Background information
- Origin: New York City, New York, US
- Genres: Indie rock; post-punk revival; new wave; dance-punk;
- Years active: 2007–2013
- Labels: aNYthing; Atlantic; Cult;
- Past members: Donald Cumming; Wade Oates; Nick Ackerman; Eric Ratensperger; John Eatherly; Xan Aird; Max Kamins;

= The Virgins =

American indie rock/punk band

The Virgins were an American indie rock band formed in 2006 in New York City. The band split up in November 2013.

==History==
===2006–2007: Formation===
Frontman Donald Cumming began writing music by himself in his New York apartment. He then recruited friends to fill out the band.

Almost immediately they made a five-song EP titled The Virgins '07, compiled of the band's early recordings, and songs Donald had already recorded himself. Upon completion, Cumming passed out the EP to friends and DJs causing the music to pervade the New York club scene. Soon after, the demo came across Atlantic Records who signed Cumming before the band was fully formed. The band's debut LP came out in 2008 and the band toured for several years following its release with their tour manager, former Fashion Director of Vice (magazine) Aviva Yael.

===2008–2011: The Virgins===
Their first album titled The Virgins was met with mixed success critically. To promote the record they played at the All Points West Festival, SXSW festival, Lollapalooza, Glastonbury, Leeds, Reading, and T in the Park festivals, among other major French, German, Norwegian, Swedish, Dutch, Spanish, and Italian festivals in the summer of 2009. In the fall of 2009 they were invited to perform in Moscow.

The song "Rich Girls" was number 68 on Rolling Stones list of the 100 Best Songs of 2008 (although no sequential order was intended).

===2012–2013: Strike Gently and break-up===
In 2012, the band announced their return with an all new line-up backing leader Donald Cumming. The band also announced that it signed with the new record label Cult Records, founded by Julian Casablancas of The Strokes. In March 2013 The band released their new album Strike Gently worldwide.

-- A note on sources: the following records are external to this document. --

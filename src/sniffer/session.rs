//! Capture session setup
//!
//! Brings the sniffer from power-up to streaming in a fixed order, each step gated on
//! the previous one:
//!
//! 1. **Identify**: read the identity block; any response counts, its content is only logged
//! 2. **Negotiate power**: write the target level, then poll it back up to
//!    [`SessionConfig::power_retries`](crate::SessionConfig) times
//! 3. **Calibrate**: the undocumented `0xC9` request
//! 4. **Set channel**: low byte at index 0, then high byte at index 1
//! 5. **Start**: `SET_START`
//!
//! ```text
//! Idle -> Identifying -> NegotiatingPower -> Calibrating -> SettingChannel -> Starting -> Capturing -> Stopped
//!              |               |  ^  |              |               |
//!              |               +--+  |              |               |
//!              +-------------------+-+--------------+---------------+--> Failed
//! ```
//!
//! A power level that never reads back and an unacknowledged start are tolerated: both
//! are reported in [`Started`] and the session still reaches [`Phase::Capturing`].

use log::{debug, error, info, warn};

use crate::config::Config;
use crate::error::{ChannelByte, Error, SetupStep};
use crate::sniffer::{Cc2540, Ident};
use crate::transport::{Transport, TransportError};

/// Session lifecycle.
#[derive(Debug, Clone, Copy, PartialEq, Eq)]
#[cfg_attr(feature = "defmt", derive(defmt::Format))]
pub enum Phase {
    Idle,
    Identifying,
    NegotiatingPower,
    Calibrating,
    SettingChannel,
    Starting,
    Capturing,
    Stopped,
    Failed,
}

/// Outcome of the power read-back loop.
#[derive(Debug, Clone, Copy, PartialEq, Eq)]
#[cfg_attr(feature = "defmt", derive(defmt::Format))]
pub enum PowerNegotiation {
    /// The level read back matched after `polls` reads
    Confirmed { polls: usize },
    /// No read matched; `last` is what the final poll returned
    Exhausted { polls: usize, last: Option<u8> },
}

impl PowerNegotiation {
    pub fn is_confirmed(&self) -> bool {
        matches!(self, Self::Confirmed { .. })
    }
}

/// Result of the final `SET_START` request.
#[derive(Debug, Clone, Copy, PartialEq, Eq)]
#[cfg_attr(feature = "defmt", derive(defmt::Format))]
pub enum StartStatus {
    Acknowledged,
    /// The request failed; capture may still work
    Failed(TransportError),
}

/// Report of a completed setup.
#[derive(Debug, Clone, Copy, PartialEq, Eq)]
#[cfg_attr(feature = "defmt", derive(defmt::Format))]
pub struct Started {
    pub ident: Ident,
    pub power: PowerNegotiation,
    pub start: StartStatus,
}

impl Started {
    /// No soft failure happened along the way.
    pub fn is_clean(&self) -> bool {
        self.power.is_confirmed() && self.start == StartStatus::Acknowledged
    }
}

/// A sniffer together with its setup state.
pub struct CaptureSession<T> {
    pub(crate) sniffer: Cc2540<T>,
    pub(crate) config: Config,
    phase: Phase,
    channel: u16,
    power: Option<u8>,
}

impl<T> CaptureSession<T> {
    /// Creates an idle session.
    pub fn new(transport: T, config: Config) -> Self {
        Self {
            sniffer: Cc2540::with_timeout(transport, config.timing.timeout),
            config,
            phase: Phase::Idle,
            channel: 0,
            power: None,
        }
    }

    pub fn phase(&self) -> Phase {
        self.phase
    }

    /// Channel programmed by [`setup`](Self::setup).
    pub fn channel(&self) -> u16 {
        self.channel
    }

    /// Last power level read back during negotiation.
    pub fn power(&self) -> Option<u8> {
        self.power
    }

    pub fn config(&self) -> &Config {
        &self.config
    }

    /// Releases the underlying transport.
    pub fn release(self) -> T {
        self.sniffer.release()
    }

    fn enter(&mut self, phase: Phase) {
        debug!("Capture session: {:?} -> {:?}", self.phase, phase);
        self.phase = phase;
    }
}

impl<T: Transport> CaptureSession<T> {
    /// Runs the setup sequence for `channel`.
    ///
    /// # Errors
    /// * `Error::InvalidPhase` - the session is not idle
    /// * `Error::SetupStepFailed` - identify, power polling or calibration failed
    /// * `Error::ChannelByteWriteFailed` - either half of the channel could not be written;
    ///   `SET_START` is not sent
    ///
    /// Any error leaves the session in [`Phase::Failed`].
    pub fn setup(&mut self, channel: u16) -> Result<Started, Error> {
        if self.phase != Phase::Idle {
            return Err(Error::InvalidPhase { phase: self.phase });
        }

        match self.run_setup(channel) {
            Ok(started) => Ok(started),
            Err(err) => {
                error!("Sniffer setup failed: {}", err);
                self.enter(Phase::Failed);
                Err(err)
            }
        }
    }

    /// Sends `SET_END` and leaves the capturing phase.
    pub fn stop(&mut self) -> Result<(), Error> {
        if self.phase != Phase::Capturing {
            return Err(Error::InvalidPhase { phase: self.phase });
        }

        self.sniffer.stop()?;
        self.enter(Phase::Stopped);
        Ok(())
    }

    fn run_setup(&mut self, channel: u16) -> Result<Started, Error> {
        self.enter(Phase::Identifying);
        let ident = self
            .sniffer
            .get_ident()
            .map_err(|source| Error::SetupStepFailed {
                step: SetupStep::Identify,
                source,
            })?;
        info!("IDENT: {:02X?}", ident.as_bytes());

        self.enter(Phase::NegotiatingPower);
        let power = self.negotiate_power()?;

        self.enter(Phase::Calibrating);
        self.sniffer
            .calibrate()
            .map_err(|source| Error::SetupStepFailed {
                step: SetupStep::Calibrate,
                source,
            })?;

        self.enter(Phase::SettingChannel);
        self.set_channel(channel)?;

        self.enter(Phase::Starting);
        let start = match self.sniffer.start() {
            Ok(()) => StartStatus::Acknowledged,
            Err(err) => {
                warn!("SET_START failed ({}), capturing anyway", err);
                StartStatus::Failed(err)
            }
        };

        self.enter(Phase::Capturing);
        info!("Sniffing on channel {}", channel);
        Ok(Started {
            ident,
            power,
            start,
        })
    }

    fn negotiate_power(&mut self) -> Result<PowerNegotiation, Error> {
        let target = self.config.session.power;
        let retries = self.config.session.power_retries;

        // The read-back below decides whether the level took effect
        if let Err(err) = self.sniffer.set_power(target) {
            warn!("SET_POWER 0x{:02X} failed: {}", target, err);
        }

        for poll in 1..=retries {
            let level = self
                .sniffer
                .get_power()
                .map_err(|source| Error::SetupStepFailed {
                    step: SetupStep::NegotiatePower,
                    source,
                })?;
            self.power = level;

            if level == Some(target) {
                debug!("Power 0x{:02X} confirmed after {} polls", target, poll);
                return Ok(PowerNegotiation::Confirmed { polls: poll });
            }
        }

        warn!(
            "Power 0x{:02X} not confirmed after {} polls, last read {:?}",
            target, retries, self.power
        );
        Ok(PowerNegotiation::Exhausted {
            polls: retries,
            last: self.power,
        })
    }

    fn set_channel(&mut self, channel: u16) -> Result<(), Error> {
        let [low, high] = channel.to_le_bytes();

        for (byte, value) in [(ChannelByte::Low, low), (ChannelByte::High, high)] {
            self.sniffer
                .set_channel_byte(byte, value)
                .map_err(|source| Error::ChannelByteWriteFailed { byte, source })?;
        }

        self.channel = channel;
        Ok(())
    }
}
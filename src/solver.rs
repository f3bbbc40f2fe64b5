use crate::analyser::{Analyser, Status};
use crate::puzzle::{BridgeKind, Position, Puzzle, Span};
use std::collections::BTreeSet;

/// One solver step. Applying a move is a single `build_bridge(from, to)`
/// call; an upgrade to a double bridge happens through the same mechanism on
/// a later step.
#[derive(Debug, Clone, Copy, PartialEq, Eq)]
pub struct Move {
    pub from: Position,
    pub to: Position,
}

/// The next provably reasonable bridge, or `None` when neither the safe rule
/// nor the lookahead fallback finds one. A stuck puzzle is a normal outcome.
pub fn next_move(puzzle: &Puzzle) -> Option<Move> {
    safe_move(puzzle).or_else(|| sole_viable_move(puzzle))
}

/// Apply moves until none remains and report where that left the puzzle.
pub fn solve(puzzle: &mut Puzzle) -> Status {
    while let Some(step) = next_move(puzzle) {
        // next_move only proposes bridges that build_bridge accepts; bail
        // out rather than loop forever if that ever stops holding
        if puzzle.build_bridge(step.from, step.to).is_err() {
            break;
        }
    }
    Analyser::new(puzzle).status()
}

/// The deductive counting rule, swept over islands in sorted order.
///
/// For an unfinished island with remaining count `r` and valid destination
/// set `D`: `r == 2|D|` forces a double bridge to every destination, and
/// `r == 2|D| - 1` forces at least a single to every destination. The first
/// destination that does not already carry the forced amount is the move.
fn safe_move(puzzle: &Puzzle) -> Option<Move> {
    let analyser = Analyser::new(puzzle);
    for (position, _) in puzzle.islands() {
        let remaining = puzzle.remaining_bridges(position) as usize;
        if remaining == 0 {
            continue;
        }
        let destinations = analyser.valid_destinations(position, false);
        if destinations.is_empty() {
            continue;
        }

        if remaining == 2 * destinations.len() {
            for destination in &destinations {
                if puzzle.bridge_between(position, *destination) != Some(BridgeKind::Double) {
                    return Some(Move { from: position, to: *destination });
                }
            }
        } else if remaining == 2 * destinations.len() - 1 {
            for destination in &destinations {
                if puzzle.bridge_between(position, *destination).is_none() {
                    return Some(Move { from: position, to: *destination });
                }
            }
        }
    }
    None
}

/// Bounded lookahead fallback: try every valid bridge on a scratch copy and
/// keep the ones that leave no island without a destination. Only a uniquely
/// surviving bridge is trusted; zero or several survivors mean no move.
fn sole_viable_move(puzzle: &Puzzle) -> Option<Move> {
    let analyser = Analyser::new(puzzle);
    // Unordered: (a, b) and (b, a) are the same hypothesis
    let mut viable: BTreeSet<Span> = BTreeSet::new();

    for (position, _) in puzzle.islands() {
        if puzzle.remaining_bridges(position) == 0 {
            continue;
        }
        for destination in analyser.valid_destinations(position, false) {
            let Ok(span) = Span::new(position, destination) else {
                continue;
            };
            if viable.contains(&span) {
                continue;
            }
            let mut trial = puzzle.clone();
            if trial.build_bridge(position, destination).is_err() {
                continue;
            }
            if Analyser::new(&trial).status() != Status::Unsolvable {
                viable.insert(span);
                if viable.len() > 1 {
                    return None;
                }
            }
        }
    }

    if viable.len() == 1 {
        viable.first().map(|span| Move {
            from: span.start(),
            to: span.end(),
        })
    } else {
        None
    }
}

The band supported the album with several US tours as well as touring South America and Europe.

Additionally, in support of the new album, the band made their second appearance on NBC’s Late Night with Jimmy Fallon, performing the track "Wheel of Fortune".

In April 2013, it was announced that The Virgins would be joining The Killers on tour in May for a series of special shows, including a date at NYC's Madison Square Garden on May 14.

On November 13, 2013, Cumming announced that the band had split. In an interview that day with Rolling Stone, Cumming said that he will now start working on a solo record. The band's planned Europe tour for 2014 was cancelled as well.

After the break up, John Eatherly and Xan Aird founded the NYC band Public Access T.V.

Bass guitarist Nick Zarin-Ackerman died on March 30, 2017.

==Discography==
- Studio albums
- The Virgins (June 3, 2008, Atlantic Records)
- Strike Gently (March 12, 2013, Cult Records)

- Extended plays
- The Virgins '07 (2007)

- Singles
- Venus in Chains w/ Slave to You (May 26, 2012, Glassine Box)

==Members==
- Donald Cumming - lead vocals
- Wade Oates - lead guitar, backing vocals
- Nick Zarin-Ackerman - bass guitar, backing vocals
- Erik Ratensperger - drums
- Xan Aird - lead Guitar
- Max Kamins - bass guitar
- John Eatherly - drums

==Appearance==
In the 2010 action comedy film Cop Out, the daughter of James "Jimmy" Monroe (Bruce Willis) was planning a wedding and wanted The Virgins to play at the wedding, saying they were a little bit edgy.